On September 20, 1944, NCOs of the Glider Pilot Regiment search for German snipers through the ruins of the ULO school in Oosterbeek, a town near Arnhem. An empty supply container lies just outside the shattered doorway.

Lieutenant Tony Ainslie recalled his party being trapped in a house, with Germans outside calling on them to surrender.

“Some of my group had already been hit, so I yelled back in German, ‘Don’t shoot. There are wounded here.’ And we walked across the street into captivity,” he said. “The first person in authority we saw was an NCO. He was slightly cross-eyed, his tunic was open, and he was wearing a blue-and-white striped civilian shirt underneath. He said, ‘Good evening. That was a lovely battle, a really lovely battle. Have a cigar. We are human too.’ So, after doing what we could for the wounded, we all sat down, smoking foot-long cigars, and had a matey chat about the events of the past few days.”

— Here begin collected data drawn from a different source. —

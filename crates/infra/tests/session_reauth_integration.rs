//! Integration tests for BackendSession credential recovery
//!
//! **Coverage:**
//! - 401 then 200: one identity refresh, one `/login`, one retry
//! - A second 401 is surfaced, never retried again
//! - Concurrent 401s with the same stale token share one refresh
//! - Refresh rejection surfaces as an authentication error

#![allow(dead_code)]

#[path = "support.rs"]
mod support;

use std::sync::Arc;

use crewconnect_common::testing::MockIdentityProvider;
use crewconnect_common::{MemoryTokenStore, TokenStore};
use crewconnect_core::CrewApi;
use crewconnect_domain::constants::{BACKEND_TOKEN_KEY, IDENTITY_TOKEN_KEY};
use crewconnect_domain::CrewConnectError;
use serde_json::json;
use support::{mount_login, refreshable_session};
use wiremock::matchers::{body_json, header, method, path};
use wiremock::{Mock, MockServer, ResponseTemplate};

const ROSTER_PATH: &str = "/api/crews/JDOE/roster";

async fn mount_roster(server: &MockServer, token: &str, status: u16, calls: u64) {
    Mock::given(method("GET"))
        .and(path(ROSTER_PATH))
        .and(header("authorization", format!("Bearer {token}").as_str()))
        .respond_with(ResponseTemplate::new(status).set_body_json(json!({"days": []})))
        .expect(calls)
        .mount(server)
        .await;
}

#[tokio::test]
async fn unauthorized_then_ok_refreshes_exactly_once() {
    let server = MockServer::start().await;
    mount_roster(&server, "stale", 401, 1).await;
    mount_roster(&server, "fresh", 200, 1).await;
    Mock::given(method("POST"))
        .and(path("/login"))
        .and(body_json(json!({"userId": "JDOE", "accessToken": "idp-access-1"})))
        .respond_with(ResponseTemplate::new(200).set_body_json(json!({"token": "fresh"})))
        .expect(1)
        .mount(&server)
        .await;

    let provider = Arc::new(MockIdentityProvider::new("JDOE"));
    let store = Arc::new(MemoryTokenStore::new());
    let session = refreshable_session(&server, "stale", provider.clone(), store.clone());

    let value = session.get_json(ROSTER_PATH, &[]).await.unwrap();

    assert_eq!(value, json!({"days": []}));
    assert_eq!(provider.refresh_count(), 1);

    let identity = store.get(IDENTITY_TOKEN_KEY).await.unwrap().unwrap();
    assert_eq!(identity.access_token, "idp-access-1");
    assert_eq!(identity.refresh_token.as_deref(), Some("idp-refresh"));
    let backend = store.get(BACKEND_TOKEN_KEY).await.unwrap().unwrap();
    assert_eq!(backend.access_token, "fresh");
}

#[tokio::test]
async fn second_unauthorized_is_surfaced() {
    let server = MockServer::start().await;
    mount_roster(&server, "stale", 401, 1).await;
    mount_roster(&server, "fresh", 401, 1).await;
    mount_login(&server, "fresh", 1).await;

    let provider = Arc::new(MockIdentityProvider::new("JDOE"));
    let session =
        refreshable_session(&server, "stale", provider.clone(), Arc::new(MemoryTokenStore::new()));

    let err = session.get_json(ROSTER_PATH, &[]).await.unwrap_err();

    assert_eq!(err.status(), Some(401));
    assert_eq!(provider.refresh_count(), 1);
}

#[tokio::test]
async fn concurrent_unauthorized_share_one_refresh() {
    let server = MockServer::start().await;
    mount_roster(&server, "stale", 401, 2).await;
    mount_roster(&server, "fresh", 200, 2).await;
    mount_login(&server, "fresh", 1).await;

    let provider = Arc::new(MockIdentityProvider::new("JDOE"));
    let session =
        refreshable_session(&server, "stale", provider.clone(), Arc::new(MemoryTokenStore::new()));

    let (first, second) =
        tokio::join!(session.get_json(ROSTER_PATH, &[]), session.get_json(ROSTER_PATH, &[]));

    assert!(first.is_ok());
    assert!(second.is_ok());
    assert_eq!(provider.refresh_count(), 1);
}

#[tokio::test]
async fn rejected_refresh_is_authentication_error() {
    let server = MockServer::start().await;
    mount_roster(&server, "stale", 401, 1).await;
    mount_login(&server, "fresh", 0).await;

    let provider = Arc::new(MockIdentityProvider::new("JDOE"));
    provider.set_should_fail(true);
    let store = Arc::new(MemoryTokenStore::new());
    let session = refreshable_session(&server, "stale", provider, store.clone());

    let err = session.get_json(ROSTER_PATH, &[]).await.unwrap_err();

    assert!(matches!(err, CrewConnectError::Authentication(ref msg) if msg.contains("invalid_grant")));
    assert!(!store.has(BACKEND_TOKEN_KEY).await);
}
//! Shared identity plumbing for the CrewConnect crates.
//!
//! # Modules
//! - [`auth`]: OAuth 2.0 / OpenID Connect with PKCE, token records, and the
//!   capability traits (`TokenStore`, `IdentityProvider`,
//!   `AuthorizationCodeProvider`) the other layers depend on
//! - [`testing`]: in-memory doubles, behind the `test-utils` feature

#![forbid(unsafe_code)]
#![warn(rust_2018_idioms)]
#![warn(clippy::all, clippy::perf, clippy::complexity, clippy::suspicious)]

pub mod auth;

// Testing utilities
// ---------------------------------------------------------------
#[cfg(any(feature = "test-utils", test))]
pub mod testing;

pub use auth::{
    AuthorizationCodeProvider, IdentityProvider, IdentityProviderSession, MemoryTokenStore,
    OAuthClientError, TokenRecord, TokenStore, TokenStoreError,
};
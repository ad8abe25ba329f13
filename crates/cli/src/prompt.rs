//! Console authorization-code provider

use async_trait::async_trait;
use crewconnect_common::auth::REDIRECT_URI;
use crewconnect_common::{AuthorizationCodeProvider, OAuthClientError};
use tokio::io::{
    AsyncBufRead, AsyncBufReadExt, AsyncWrite, AsyncWriteExt, BufReader, Stdin, Stdout,
};
use tokio::sync::Mutex;

/// Shows the authorization URL and reads the redirect URL pasted back
pub struct ConsolePrompt<R, W> {
    input: Mutex<R>,
    output: Mutex<W>,
}

impl ConsolePrompt<BufReader<Stdin>, Stdout> {
    /// Prompt on the process's standard input and output.
    pub fn stdio() -> Self {
        Self::new(BufReader::new(tokio::io::stdin()), tokio::io::stdout())
    }
}

impl<R, W> ConsolePrompt<R, W> {
    pub fn new(input: R, output: W) -> Self {
        Self { input: Mutex::new(input), output: Mutex::new(output) }
    }
}

fn interaction(err: std::io::Error) -> OAuthClientError {
    OAuthClientError::Interaction(err.to_string())
}

#[async_trait]
impl<R, W> AuthorizationCodeProvider for ConsolePrompt<R, W>
where
    R: AsyncBufRead + Unpin + Send,
    W: AsyncWrite + Unpin + Send,
{
    async fn authorize(&self, authorization_url: &str) -> Result<String, OAuthClientError> {
        let message = format!(
            "Open this URL in a browser and sign in:\n\n    {authorization_url}\n\n\
             Then paste the URL you are redirected to (it starts with {REDIRECT_URI}):\n> "
        );
        {
            let mut output = self.output.lock().await;
            output.write_all(message.as_bytes()).await.map_err(interaction)?;
            output.flush().await.map_err(interaction)?;
        }

        let mut line = String::new();
        self.input.lock().await.read_line(&mut line).await.map_err(interaction)?;

        let redirect = line.trim();
        if redirect.is_empty() {
            return Err(OAuthClientError::Interaction("no redirect URL entered".into()));
        }
        Ok(redirect.to_string())
    }
}

#[cfg(test)]
mod tests {
    use super::*;

    #[tokio::test]
    async fn prints_url_and_returns_trimmed_redirect() {
        let input = BufReader::new(&b"  com.apm.crewconnect:/callback?code=abc&state=xyz \n"[..]);
        let prompt = ConsolePrompt::new(input, Vec::new());

        let redirect = prompt.authorize("https://idp.example/authorize?x=1").await.unwrap();

        assert_eq!(redirect, "com.apm.crewconnect:/callback?code=abc&state=xyz");
        let shown = String::from_utf8(prompt.output.into_inner()).unwrap();
        assert!(shown.contains("https://idp.example/authorize?x=1"));
    }

    #[tokio::test]
    async fn empty_input_aborts() {
        let prompt = ConsolePrompt::new(BufReader::new(&b""[..]), Vec::new());

        let err = prompt.authorize("https://idp.example/authorize").await.unwrap_err();
        assert!(matches!(err, OAuthClientError::Interaction(_)));
    }
}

They might have had a lot to talk about. The British paratroopers standing at Arnhem bridge had fought to the limits of their resistance. Of the men who started the fight, an estimated 10 officers and 71 men were killed or would die of their wounds—11 percent of the defenders. The use of the bridge had been denied to the Germans for three critical days, and a large portion of the 10th SS Panzer Division had been tied down and suffered heavy casualties. The 1st Brigade’s sacrifice enabled both the rest of 1st Airborne Division to hang on in its Oosterbeek perimeter and the 82nd Airborne to take the Nijmegen bridge, allowing the British to finally hook up with the 1st Airborne Division and evacuate the survivors.

Britain’s Alamo

In the end, it was a defeat for the British, but it was one of the valiant stands that they loved so well—an outnumbered and outgunned force hanging on against overwhelming odds, refusing to surrender. The 2nd Parachute Battalion and its cohorts never actually surrendered as an organized body. Its men were winkled out of their buildings in small groups, still defiant. It was very much Britain’s Alamo.

John Frost was also down in a cellar when the Germans overran his area. “Both sides labored together to get the wounded out and I saw the Germans were driving off in our jeeps full of bandaged men,” Frost recalled. “The SS men were very polite, but the bitterness I felt was unassuaged. No living enemy had beaten us. The battalion was unbeaten yet, but they could not have much chance with no ammunition, no rest, and with no positions from which to fight. No body of men could have fought more courageously and tenaciously than the officers and men of the 1st Parachute Brigade at Arnhem bridge.”